Survivre à tout prix
Voici un monde où l’humanité a subi l’épidémie du Bacille, champignon se développant à l’intérieur des corps humains jusqu’à ce que mort s’en suive. Au moment où tout semblait perdu, des créatures mystérieuses nommées êtres-montagnes sont apparus en donnant un antidote. C’est ainsi que le village des champignons a pu survivre sous la férule du Prieur Armillaire (on sent l’inquisiteur sévère en lui). Myco et sa sœur Paille ont survécu, sans leurs parents. Quant un mystérieux voyageur, médecin, débarque masqué, ils ne se méfient pas. Le voilà qui leur annonce que le Bacille est de retour. Pire : lui-même est malade et le transmet au Prieur… et Paille tombe malade.
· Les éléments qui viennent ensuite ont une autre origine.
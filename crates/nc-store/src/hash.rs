//! Content hashing for version snapshots.

use nc_project::SerializedGraph;
use sha2::{Digest, Sha256};

use crate::StoreResult;

/// Hex SHA-256 of the graph's compact JSON encoding.
pub fn content_hash(graph: &SerializedGraph) -> StoreResult<String> {
    let mut hasher = Sha256::new();
    hasher.update(serde_json::to_vec(graph)?);
    Ok(format!("{:x}", hasher.finalize()))
}

#[cfg(test)]
mod tests {
    use super::*;
    use nc_project::parse_json;

    #[test]
    fn hash_stability() {
        let graph = parse_json(r#"{"nodes": [], "edges": []}"#).unwrap();
        let a = content_hash(&graph).unwrap();
        assert_eq!(a, content_hash(&graph.clone()).unwrap());
        assert_eq!(a.len(), 64);
    }

    #[test]
    fn hash_differs_for_different_graphs() {
        let empty = parse_json(r#"{"nodes": [], "edges": []}"#).unwrap();
        let one = parse_json(
            r#"{"nodes": [{"id": "node_1", "type": "relu", "position": {"x": 0, "y": 0}}], "edges": []}"#,
        )
        .unwrap();
        assert_ne!(content_hash(&empty).unwrap(), content_hash(&one).unwrap());
    }
}
//! Built-in architecture templates.

use serde::{Deserialize, Serialize};

use crate::ProjectResult;
use crate::schema::SerializedGraph;

/// A named starting graph for the library panel.
#[derive(Debug, Clone, PartialEq, Serialize, Deserialize)]
pub struct ArchitectureTemplate {
    pub id: String,
    pub name: String,
    pub description: String,
    pub category: String,
    pub graph: SerializedGraph,
}

const SOURCES: [&str; 5] = [
    include_str!("../templates/simple-mlp.json"),
    include_str!("../templates/cnn-classifier.json"),
    include_str!("../templates/resnet-block.json"),
    include_str!("../templates/lstm-sequence.json"),
    include_str!("../templates/attention-block.json"),
];

/// All built-in templates, in library order.
pub fn builtin_templates() -> ProjectResult<Vec<ArchitectureTemplate>> {
    SOURCES
        .iter()
        .map(|source| -> ProjectResult<ArchitectureTemplate> { Ok(serde_json::from_str(source)?) })
        .collect()
}

pub fn find_template(id: &str) -> ProjectResult<Option<ArchitectureTemplate>> {
    Ok(builtin_templates()?.into_iter().find(|t| t.id == id))
}

/// Distinct template categories in library order.
pub fn template_categories() -> ProjectResult<Vec<String>> {
    let mut categories: Vec<String> = Vec::new();
    for template in builtin_templates()? {
        if !categories.contains(&template.category) {
            categories.push(template.category);
        }
    }
    Ok(categories)
}
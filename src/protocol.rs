//! The client handshake driver.
//!
//! One call to [`DtlsClientProtocol::connect`] drives a full DTLS 1.0
//! client handshake to completion or failure:
//!
//! ```text
//! Client                                               Server
//!
//! 1     ClientHello                  -------->
//! 2                                  <--------   HelloVerifyRequest
//!                                                 (contains cookie)
//! 3     ClientHello                  -------->
//!       (with cookie)
//! 4                                                     ServerHello
//!                                                SupplementalData*
//!                                                      Certificate*
//!                                                ServerKeyExchange*
//!                                               CertificateRequest*
//!                                    <--------      ServerHelloDone
//! 5     SupplementalData*
//!       Certificate*
//!       ClientKeyExchange
//!       CertificateVerify*
//!       Finished                     -------->
//! 6                                  <--------             Finished
//! ```
//!
//! The suspension points are exactly the `receive_message` calls on the
//! reliable layer; retransmission and fragmentation happen below us.

use std::fmt;
use std::time::{SystemTime, UNIX_EPOCH};

use smallvec::SmallVec;
use subtle::ConstantTimeEq;
use zeroize::Zeroizing;

use crate::alert::AlertLevel;
use crate::client::{TlsAuthentication, TlsClient, TlsContext, TlsCredentials, TlsKeyExchange};
use crate::codec::assert_empty;
use crate::handshake::{HandshakeMessage, RecordLayer, ReliableHandshake};
use crate::message::{
    create_renegotiation_info, patch_client_hello_with_cookie, Certificate, CertificateRequest,
    CertificateVerify, CipherSuite, ClientHello, CompressionMethod, Cookie, ExtensionTable,
    ExtensionType, Finished, HandshakeType, HelloVerifyRequest, Random, ServerHello, SessionId,
    SupplementalDataEntry,
};
use crate::prf;
use crate::rng::SeededRng;
use crate::Error;

/// The secured transport returned by a successful handshake. Owns the
/// record layer with the negotiated epoch committed.
pub struct DtlsTransport<R> {
    record_layer: R,
}

impl<R: RecordLayer> DtlsTransport<R> {
    fn new(record_layer: R) -> Self {
        DtlsTransport { record_layer }
    }

    /// Borrow the record layer.
    pub fn record_layer(&self) -> &R {
        &self.record_layer
    }

    /// Borrow the record layer mutably.
    pub fn record_layer_mut(&mut self) -> &mut R {
        &mut self.record_layer
    }

    /// Unwrap into the record layer.
    pub fn into_record_layer(self) -> R {
        self.record_layer
    }
}

impl<R> fmt::Debug for DtlsTransport<R> {
    fn fmt(&self, f: &mut fmt::Formatter<'_>) -> fmt::Result {
        f.debug_struct("DtlsTransport").finish_non_exhaustive()
    }
}

/// Everything the driver accumulates over one handshake. Dropped on
/// completion or failure; nothing is shared between handshakes.
struct ClientHandshakeState {
    context: TlsContext,
    offered_cipher_suites: Vec<CipherSuite>,
    offered_compression_methods: Vec<CompressionMethod>,
    client_extensions: ExtensionTable,
    secure_renegotiation: bool,
    key_exchange: Option<Box<dyn TlsKeyExchange>>,
    authentication: Option<Box<dyn TlsAuthentication>>,
    certificate_request: Option<CertificateRequest>,
    client_credentials: Option<Box<dyn TlsCredentials>>,
}

impl ClientHandshakeState {
    fn new(context: TlsContext) -> Self {
        ClientHandshakeState {
            context,
            offered_cipher_suites: Vec::new(),
            offered_compression_methods: Vec::new(),
            client_extensions: ExtensionTable::new(),
            secure_renegotiation: false,
            key_exchange: None,
            authentication: None,
            certificate_request: None,
            client_credentials: None,
        }
    }

    fn key_exchange_mut(&mut self) -> Result<&mut (dyn TlsKeyExchange + '_), Error> {
        match self.key_exchange.as_mut() {
            Some(ke) => Ok(ke.as_mut()),
            None => Err(Error::InternalError("key exchange not initialized".to_string())),
        }
    }
}

/// Drives client-side DTLS handshakes.
///
/// The RNG is injected at construction and used only for the client
/// random; key-exchange implementations bring their own randomness.
pub struct DtlsClientProtocol {
    rng: SeededRng,
}
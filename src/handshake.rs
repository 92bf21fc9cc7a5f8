//! Interfaces to the reliable-handshake and record layers.
//!
//! Both layers live outside this crate: the reliable layer handles
//! fragmentation, retransmission and handshake sequence numbers; the
//! record layer handles encryption, epochs and datagram I/O. The driver
//! only needs the narrow surface below.

use crate::alert::{AlertDescription, AlertLevel};
use crate::message::{HandshakeType, ProtocolVersion};
use crate::Error;

/// A fully reassembled handshake message as delivered by the reliable
/// layer.
#[derive(Debug)]
pub struct HandshakeMessage {
    /// The handshake message type tag.
    pub msg_type: HandshakeType,
    /// The message body, defragmented.
    pub body: Vec<u8>,
}

/// The record layer beneath the handshake.
///
/// Constructed by the caller over a datagram transport; the driver only
/// consumes it through this interface and hands ownership to the returned
/// transport on success.
pub trait RecordLayer {
    /// The pending cipher state type this record layer installs. Matches
    /// [`crate::TlsClient::Cipher`] for the client in use.
    type Cipher;

    /// The protocol version observed on the first inbound record, if any
    /// record has arrived yet.
    fn discovered_peer_version(&self) -> Option<ProtocolVersion>;

    /// Stage the negotiated cipher for the next epoch. Committed when the
    /// Finished exchange completes.
    fn init_pending_epoch(&mut self, cipher: Self::Cipher);

    /// The handshake completed; retire the cleartext epoch.
    fn handshake_successful(&mut self);

    /// Emit an alert record. The driver sends a fatal alert with the
    /// failing error's description before surfacing any handshake error.
    fn send_alert(&mut self, level: AlertLevel, description: AlertDescription);
}

/// The reliable-handshake layer: ordered, reassembled handshake messages
/// plus the running transcript hash over everything sent and received.
pub trait ReliableHandshake {
    /// The record layer this handshake runs over.
    type Record: RecordLayer;

    /// Frame and send one handshake message. The body becomes part of the
    /// transcript.
    fn send_message(&mut self, msg_type: HandshakeType, body: &[u8]) -> Result<(), Error>;

    /// Block until the next fully reassembled handshake message arrives.
    /// The body becomes part of the transcript.
    fn receive_message(&mut self) -> Result<HandshakeMessage, Error>;

    /// The transcript hash over all messages so far: MD5 ‖ SHA-1
    /// (36 bytes) for pre-1.2 versions.
    fn current_hash(&self) -> Vec<u8>;

    /// Restart the transcript from empty. Used exactly once per cookie
    /// retry so only the post-cookie ClientHello contributes.
    fn reset_transcript(&mut self);

    /// Access the record layer mid-handshake (pending epoch, alerts).
    fn record_layer_mut(&mut self) -> &mut Self::Record;

    /// Drain outstanding retransmits and release the record layer.
    fn finish(self) -> Self::Record
    where
        Self: Sized;
}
Myco ne peut la laisser ainsi et part avec elle gravir la montagne. Peut-être trouvera-t-il une dose d’antidote…
Un roman graphique ancré dans notre temps
Deux ans de pandémie de Covid peuvent rendre sensible à ce type de récit. Starace, dessinateur italien auteur d’un autre roman graphique, Inn, signe ici une histoire très émouvante sur un frère prêt à tout pour sauver sa sœur dans un univers plutôt inquiétant : on y voit plein de menaces dont des insectes gigantesques auprès desquels les hommes sont peu de choses. Le dessin est singulier mais précis, propice à un onirisme minimaliste, populaire chez de nombreux lecteurs. Être Montagne est une quête plutôt réussie, on ne peut que recommander cette bande dessinée.